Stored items
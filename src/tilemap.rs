//! Tile map collaborators: wall queries, tile sampling, and line-of-sight.
//!
//! The rasterizers in [`crate::raster`] never look at a map. The helpers
//! here take the map explicitly and combine it with lines.

use crate::error::{Error, Result};
use crate::geometry::{Location, MapId};
use crate::raster::{line, LineMode};
use rand::seq::IteratorRandom;
use rand::Rng;

/// A 2D tile map that lines can be queried against.
pub trait TileMap {
    /// Tile image type the map's palette is keyed by.
    type Image: ?Sized;

    /// Token stamped on locations produced by this map.
    fn id(&self) -> MapId;

    /// Whether the cell blocks movement. Cells outside the map do.
    fn is_obstacle(&self, col: i32, row: i32) -> bool;

    /// Palette index of `image`, if the map uses it.
    fn image_type(&self, image: &Self::Image) -> Option<usize>;

    /// Up to `max_count` random distinct cells whose tile type is `index`.
    fn sample_tiles_by_type(&self, index: usize, max_count: usize) -> Vec<Location>;
}

/// Whether `location` is a wall on `map`.
pub fn is_wall<M: TileMap + ?Sized>(location: Location, map: &M) -> bool {
    map.is_obstacle(location.col, location.row)
}

/// Up to `max_count` random locations showing `tile` on `map`.
///
/// Returns `None` when no tile or no map is given, and an empty list when the
/// map does not use `tile`.
pub fn random_tiles_by_type<M: TileMap + ?Sized>(
    tile: Option<&M::Image>,
    max_count: usize,
    map: Option<&M>,
) -> Option<Vec<Location>> {
    let (tile, map) = (tile?, map?);
    let Some(index) = map.image_type(tile) else {
        log::debug!("tile image not in palette of map {:?}", map.id());
        return Some(Vec::new());
    };
    Some(map.sample_tiles_by_type(index, max_count))
}

/// First wall along the `mode` line from `start` to `end`, ignoring `start`.
///
/// Returns `None` if the line is clear, including the end cell.
pub fn first_wall<M: TileMap + ?Sized>(
    mode: LineMode,
    start: Location,
    end: Location,
    map: &M,
) -> Option<Location> {
    line(mode, start, end, false)
        .into_iter()
        .skip(1)
        .find(|&cell| is_wall(cell, map))
}

/// Whether the `mode` line between `start` and `end` crosses no wall.
///
/// The endpoints themselves are not checked.
pub fn has_line_of_sight<M: TileMap + ?Sized>(
    mode: LineMode,
    start: Location,
    end: Location,
    map: &M,
) -> bool {
    line(mode, start, end, true)
        .into_iter()
        .all(|cell| !is_wall(cell, map))
}

/// In-memory tile map: a row-major grid of palette indices plus a wall layer.
#[derive(Debug, Clone)]
pub struct GridMap {
    id: MapId,
    width: u32,
    height: u32,
    palette: Vec<String>,
    tiles: Vec<usize>,
    walls: Vec<bool>,
}

impl GridMap {
    /// A `width` x `height` map filled with palette entry 0.
    ///
    /// # Errors
    ///
    /// Returns [`Error::UnknownTileType`] if `palette` is empty.
    pub fn new<S: Into<String>>(
        id: MapId,
        width: u32,
        height: u32,
        palette: impl IntoIterator<Item = S>,
    ) -> Result<Self> {
        let palette: Vec<String> = palette.into_iter().map(Into::into).collect();
        if palette.is_empty() {
            return Err(Error::UnknownTileType(0));
        }
        let len = width as usize * height as usize;
        Ok(Self {
            id,
            width,
            height,
            palette,
            tiles: vec![0; len],
            walls: vec![false; len],
        })
    }

    /// Map width in cells.
    #[must_use]
    pub const fn width(&self) -> u32 {
        self.width
    }

    /// Map height in cells.
    #[must_use]
    pub const fn height(&self) -> u32 {
        self.height
    }

    /// Location of (`col`, `row`) on this map.
    #[must_use]
    pub const fn location(&self, col: i32, row: i32) -> Location {
        Location::on(col, row, self.id)
    }

    /// Whether (`col`, `row`) is inside the map.
    #[must_use]
    pub fn contains(&self, col: i32, row: i32) -> bool {
        self.index(col, row).is_some()
    }

    fn index(&self, col: i32, row: i32) -> Option<usize> {
        let col = u32::try_from(col).ok()?;
        let row = u32::try_from(row).ok()?;
        (col < self.width && row < self.height)
            .then(|| row as usize * self.width as usize + col as usize)
    }

    fn checked_index(&self, col: i32, row: i32) -> Result<usize> {
        self.index(col, row).ok_or(Error::OutOfBounds {
            col,
            row,
            width: self.width,
            height: self.height,
        })
    }

    /// Palette index at (`col`, `row`), if inside the map.
    #[must_use]
    pub fn tile(&self, col: i32, row: i32) -> Option<usize> {
        self.index(col, row).map(|i| self.tiles[i])
    }

    /// Set the palette index at (`col`, `row`).
    pub fn set_tile(&mut self, col: i32, row: i32, tile_type: usize) -> Result<()> {
        if tile_type >= self.palette.len() {
            return Err(Error::UnknownTileType(tile_type));
        }
        let i = self.checked_index(col, row)?;
        self.tiles[i] = tile_type;
        Ok(())
    }

    /// Mark or clear a wall at (`col`, `row`).
    pub fn set_wall(&mut self, col: i32, row: i32, wall: bool) -> Result<()> {
        let i = self.checked_index(col, row)?;
        self.walls[i] = wall;
        Ok(())
    }

    /// Set every cell along a line to `tile_type`, clipping to the map.
    pub fn paint_line(
        &mut self,
        mode: LineMode,
        start: Location,
        end: Location,
        tile_type: usize,
    ) -> Result<usize> {
        if tile_type >= self.palette.len() {
            return Err(Error::UnknownTileType(tile_type));
        }
        let mut painted = 0;
        for cell in line(mode, start, end, false) {
            if let Some(i) = self.index(cell.col, cell.row) {
                self.tiles[i] = tile_type;
                painted += 1;
            }
        }
        Ok(painted)
    }

    /// [`TileMap::sample_tiles_by_type`] with an explicit random source.
    ///
    /// The result is in row-major order.
    pub fn sample_tiles_by_type_with<R: Rng + ?Sized>(
        &self,
        index: usize,
        max_count: usize,
        rng: &mut R,
    ) -> Vec<Location> {
        let mut picked = self
            .tiles
            .iter()
            .enumerate()
            .filter(|&(_, &t)| t == index)
            .map(|(i, _)| i)
            .choose_multiple(rng, max_count);
        picked.sort_unstable();

        let width = self.width as usize;
        let cells: Vec<Location> = picked
            .into_iter()
            .map(|i| self.location((i % width) as i32, (i / width) as i32))
            .collect();
        log::debug!(
            "sampled {} of at most {max_count} tiles of type {index} on map {:?}",
            cells.len(),
            self.id
        );
        cells
    }
}

impl TileMap for GridMap {
    type Image = str;

    fn id(&self) -> MapId {
        self.id
    }

    fn is_obstacle(&self, col: i32, row: i32) -> bool {
        self.index(col, row).map_or(true, |i| self.walls[i])
    }

    fn image_type(&self, image: &str) -> Option<usize> {
        self.palette.iter().position(|name| name == image)
    }

    fn sample_tiles_by_type(&self, index: usize, max_count: usize) -> Vec<Location> {
        self.sample_tiles_by_type_with(index, max_count, &mut rand::thread_rng())
    }
}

- TASK PROMPT -
Write out the data a second time, exactly the same.

- TASK RESPONSE -
filename src/tilemap.rs
//! Tile map collaborators: wall queries, tile sampling, and line-of-sight.
//!
//! The rasterizers in [`crate::raster`] never look at a map. The helpers
//! here take the map explicitly and combine it with lines.

use crate::error::{Error, Result};
use crate::geometry::{Location, MapId};
use crate::raster::{line, LineMode};
use rand::seq::IteratorRandom;
use rand::Rng;

/// A 2D tile map that lines can be queried against.
pub trait TileMap {
    /// Tile image type the map's palette is keyed by.
    type Image: ?Sized;

    /// Token stamped on locations produced by this map.
    fn id(&self) -> MapId;

    /// Whether the cell blocks movement. Cells outside the map do.
    fn is_obstacle(&self, col: i32, row: i32) -> bool;

    /// Palette index of `image`, if the map uses it.
    fn image_type(&self, image: &Self::Image) -> Option<usize>;

    /// Up to `max_count` random distinct cells whose tile type is `index`.
    fn sample_tiles_by_type(&self, index: usize, max_count: usize) -> Vec<Location>;
}

/// Whether `location` is a wall on `map`.
pub fn is_wall<M: TileMap + ?Sized>(location: Location, map: &M) -> bool {
    map.is_obstacle(location.col, location.row)
}

/// Up to `max_count` random locations showing `tile` on `map`.
///
/// Returns `None` when no tile or no map is given, and an empty list when the
/// map does not use `tile`.
pub fn random_tiles_by_type<M: TileMap + ?Sized>(
    tile: Option<&M::Image>,
    max_count: usize,
    map: Option<&M>,
) -> Option<Vec<Location>> {
    let (tile, map) = (tile?, map?);
    let Some(index) = map.image_type(tile) else {
        log::debug!("tile image not in palette of map {:?}", map.id());
        return Some(Vec::new());
    };
    Some(map.sample_tiles_by_type(index, max_count))
}

/// First wall along the `mode` line from `start` to `end`, ignoring `start`.
///
/// Returns `None` if the line is clear, including the end cell.
pub fn first_wall<M: TileMap + ?Sized>(
    mode: LineMode,
    start: Location,
    end: Location,
    map: &M,
) -> Option<Location> {
    line(mode, start, end, false)
        .into_iter()
        .skip(1)
        .find(|&cell| is_wall(cell, map))
}

/// Whether the `mode` line between `start` and `end` crosses no wall.
///
/// The endpoints themselves are not checked.
pub fn has_line_of_sight<M: TileMap + ?Sized>(
    mode: LineMode,
    start: Location,
    end: Location,
    map: &M,
) -> bool {
    line(mode, start, end, true)
        .into_iter()
        .all(|cell| !is_wall(cell, map))
}

/// In-memory tile map: a row-major grid of palette indices plus a wall layer.
#[derive(Debug, Clone)]
pub struct GridMap {
    id: MapId,
    width: u32,
    height: u32,
    palette: Vec<String>,
    tiles: Vec<usize>,
    walls: Vec<bool>,
}

impl GridMap {
    /// A `width` x `height` map filled with palette entry 0.
    ///
    /// # Errors
    ///
    /// Returns [`Error::UnknownTileType`] if `palette` is empty.
    pub fn new<S: Into<String>>(
        id: MapId,
        width: u32,
        height: u32,
        palette: impl IntoIterator<Item = S>,
    ) -> Result<Self> {
        let palette: Vec<String> = palette.into_iter().map(Into::into).collect();
        if palette.is_empty() {
            return Err(Error::UnknownTileType(0));
        }
        let len = width as usize * height as usize;
        Ok(Self {
            id,
            width,
            height,
            palette,
            tiles: vec![0; len],
            walls: vec![false; len],
        })
    }

    /// Map width in cells.
    #[must_use]
    pub const fn width(&self) -> u32 {
        self.width
    }

    /// Map height in cells.
    #[must_use]
    pub const fn height(&self) -> u32 {
        self.height
    }

    /// Location of (`col`, `row`) on this map.
    #[must_use]
    pub const fn location(&self, col: i32, row: i32) -> Location {
        Location::on(col, row, self.id)
    }

    /// Whether (`col`, `row`) is inside the map.
    #[must_use]
    pub fn contains(&self, col: i32, row: i32) -> bool {
        self.index(col, row).is_some()
    }

    fn index(&self, col: i32, row: i32) -> Option<usize> {
        let col = u32::try_from(col).ok()?;
        let row = u32::try_from(row).ok()?;
        (col < self.width && row < self.height)
            .then(|| row as usize * self.width as usize + col as usize)
    }

    fn checked_index(&self, col: i32, row: i32) -> Result<usize> {
        self.index(col, row).ok_or(Error::OutOfBounds {
            col,
            row,
            width: self.width,
            height: self.height,
        })
    }

    /// Palette index at (`col`, `row`), if inside the map.
    #[must_use]
    pub fn tile(&self, col: i32, row: i32) -> Option<usize> {
        self.index(col, row).map(|i| self.tiles[i])
    }

    /// Set the palette index at (`col`, `row`).
    pub fn set_tile(&mut self, col: i32, row: i32, tile_type: usize) -> Result<()> {
        if tile_type >= self.palette.len() {
            return Err(Error::UnknownTileType(tile_type));
        }
        let i = self.checked_index(col, row)?;
        self.tiles[i] = tile_type;
        Ok(())
    }

    /// Mark or clear a wall at (`col`, `row`).
    pub fn set_wall(&mut self, col: i32, row: i32, wall: bool) -> Result<()> {
        let i = self.checked_index(col, row)?;
        self.walls[i] = wall;
        Ok(())
    }

    /// Set every cell along a line to `tile_type`, clipping to the map.
    pub fn paint_line(
        &mut self,
        mode: LineMode,
        start: Location,
        end: Location,
        tile_type: usize,
    ) -> Result<usize> {
        if tile_type >= self.palette.len() {
            return Err(Error::UnknownTileType(tile_type));
        }
        let mut painted = 0;
        for cell in line(mode, start, end, false) {
            if let Some(i) = self.index(cell.col, cell.row) {
                self.tiles[i] = tile_type;
                painted += 1;
            }
        }
        Ok(painted)
    }

    /// [`TileMap::sample_tiles_by_type`] with an explicit random source.
    ///
    /// The result is in row-major order.
    pub fn sample_tiles_by_type_with<R: Rng + ?Sized>(
        &self,
        index: usize,
        max_count: usize,
        rng: &mut R,
    ) -> Vec<Location> {
        let mut picked = self
            .tiles
            .iter()
            .enumerate()
            .filter(|&(_, &t)| t == index)
            .map(|(i, _)| i)
            .choose_multiple(rng, max_count);
        picked.sort_unstable();

        let width = self.width as usize;
        let cells: Vec<Location> = picked
            .into_iter()
            .map(|i| self.location((i % width) as i32, (i / width) as i32))
            .collect();
        log::debug!(
            "sampled {} of at most {max_count} tiles of type {index} on map {:?}",
            cells.len(),
            self.id
        );
        cells
    }
}

impl TileMap for GridMap {
    type Image = str;

    fn id(&self) -> MapId {
        self.id
    }

    fn is_obstacle(&self, col: i32, row: i32) -> bool {
        self.index(col, row).map_or(true, |i| self.walls[i])
    }

    fn image_type(&self, image: &str) -> Option<usize> {
        self.palette.iter().position(|name| name == image)
    }

    fn sample_tiles_by_type(&self, index: usize, max_count: usize) -> Vec<Location> {
        self.sample_tiles_by_type_with(index, max_count, &mut rand::thread_rng())
    }
}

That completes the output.